Wouldn’t call it concern. Rather further research.

[quote]I am still curious to see setups with just one hidden service as server and a client[/quote]

This is in fact possible. Instead of using ocat address.onion you would replace address.onion with a parameter -R to run as a ‘client’ only mode. That means only one out of the two parties has to go through configuring a HS. Bear in mind though that contact can only be established after the client party connects to the one running a HS, becuase the latter can accept incoming connections while the former cannot.


I forgot to add, I meant also without using onioncat. Because that adds complexity and makes the setup more difficult.

For example by using a Tor hidden service mumble (TCP mode) server + Tor client connecting to it (also in TCP mode).
Advantages:

  • onioncat not required
  • just one hidden service required rather than two (better latency)

Or some Voip client using TCP. Just saw that linphone has a SIP TCP mode. Someone could set up a Tor hidden voip server and the calling partner could connect to it through Tor in TCP mode. Advantages:

  • onioncat not required
  • just one hidden service required rather than two (better latency)
The only reason clearnet is pursued is for those who want to contact a non-anonymous party.
Not necessarily.
Its unlikely that first contact ever be initiated through VOIP.
Didn't had first contact in mind. Unrelated to my argument.
[quote]The latter would have to include, that the server can long nothing useful, just notice, that two random pseudonyms have an encrypted voice chat. [/quote]

If the two sides are anonymous, then usage within the Tor network makes more sense.

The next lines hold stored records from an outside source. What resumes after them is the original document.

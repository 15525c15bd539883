//! A resumable, DTD-aware XML pull reader.
//!
//! ## Description
//!
//! pullxml reads a document one character at a time and hands out one
//! [`Node`] per call. Parsing can stop after any character: a source that has
//! no data yet makes [`XmlReader::advance`] return `None`, and the next call
//! continues exactly where the last one stopped.
//!
//! Beyond elements and text, the reader understands document type
//! definitions: internal and external subsets, parameter and general
//! entities, conditional sections, attribute defaults and content models.
//! Entities are expanded by pushing their replacement text as a new input,
//! so the same state machine parses it.
//!
//! Memory held for names, declarations and entity expansion is metered
//! against [`ReaderBuilder::max_size`], which turns exponential entity
//! expansion into an ordinary error.
//!
//! ## Example
//!
//! ```
//! use pullxml::{Node, XmlReader};
//!
//! let xml = r#"<!DOCTYPE r [<!ENTITY who "world">]><r greeting="hello">&who;</r>"#;
//! let mut reader = XmlReader::from_str(xml);
//! let mut text = String::new();
//! loop {
//!     match reader.next().unwrap() {
//!         Node::StartElement(e) => {
//!             assert_eq!(e.attributes().find("greeting").unwrap().value(), "hello");
//!         }
//!         Node::Characters(t) => text.push_str(t.content()),
//!         Node::EndDocument => break,
//!         _ => {}
//!     }
//! }
//! assert_eq!(text, "world");
//! ```
//!
//! ## Features
//!
//! `pullxml` supports the following features:
#![cfg_attr(
    feature = "document-features",
    cfg_attr(doc, doc = ::document_features::document_features!())
)]
#![forbid(unsafe_code)]
#![deny(missing_docs)]
#![recursion_limit = "1024"]
// Enable feature requirements in the docs from 1.57
// See https://stackoverflow.com/questions/61417452
#![cfg_attr(docs_rs, feature(doc_auto_cfg))]

mod attributes;
pub mod dtd;
mod errors;
pub mod name;
pub mod node;
pub mod reader;

pub use crate::attributes::{Attribute, AttributeList};
pub use crate::dtd::DocTypeDefinition;
pub use crate::errors::{Error, Result, SyntaxError};
pub use crate::name::QName;
pub use crate::node::{Node, NodeType};
pub use crate::reader::{ReaderBuilder, XmlReader};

Not necessarily. Two Tor users having a voice chat using a clearnet server can make sense. Conditions:

  • ignoring the ZRTP fingerprinting issue below [if it’s valid, then the two Tor users and a clearnet server should of course not be used - but I would like to explain my thinking here]
  • two Tor users know each other already, met offline, agreed to meet up on some public free clearnet voice chat server (or perhaps they’re using TorChat or something like that and agree on the server)
  • no hidden services involved (best latency using Tor)
  • random pseudonyms
  • voice chat client that supports TCP mode
  • voice chat client supports end-to-end encryption
  • see also: Voice over IP (VoIP) (I wanted to say the same there.)
When using zRTP + SRTP for encryption in any stretch that goes on the clearnet, be sure to never select a VBR (variable bitrate) codec as the pauses in a conversations produce fingerprints in the encrypted stream that allow the adversary to infer what words are being said.
This sounds horrible. Sounds like a complete failure of ZTRP. Should be documented. Please add this + reference to the https://www.whonix.org/wiki/Voip wiki page. In that case probably my above use case Tor users having a voice chat using a clearnet server should be avoided and one hidden service should always be involved.
I forgot to add, I meant also without using onioncat. Because that adds complexity and makes the setup more difficult.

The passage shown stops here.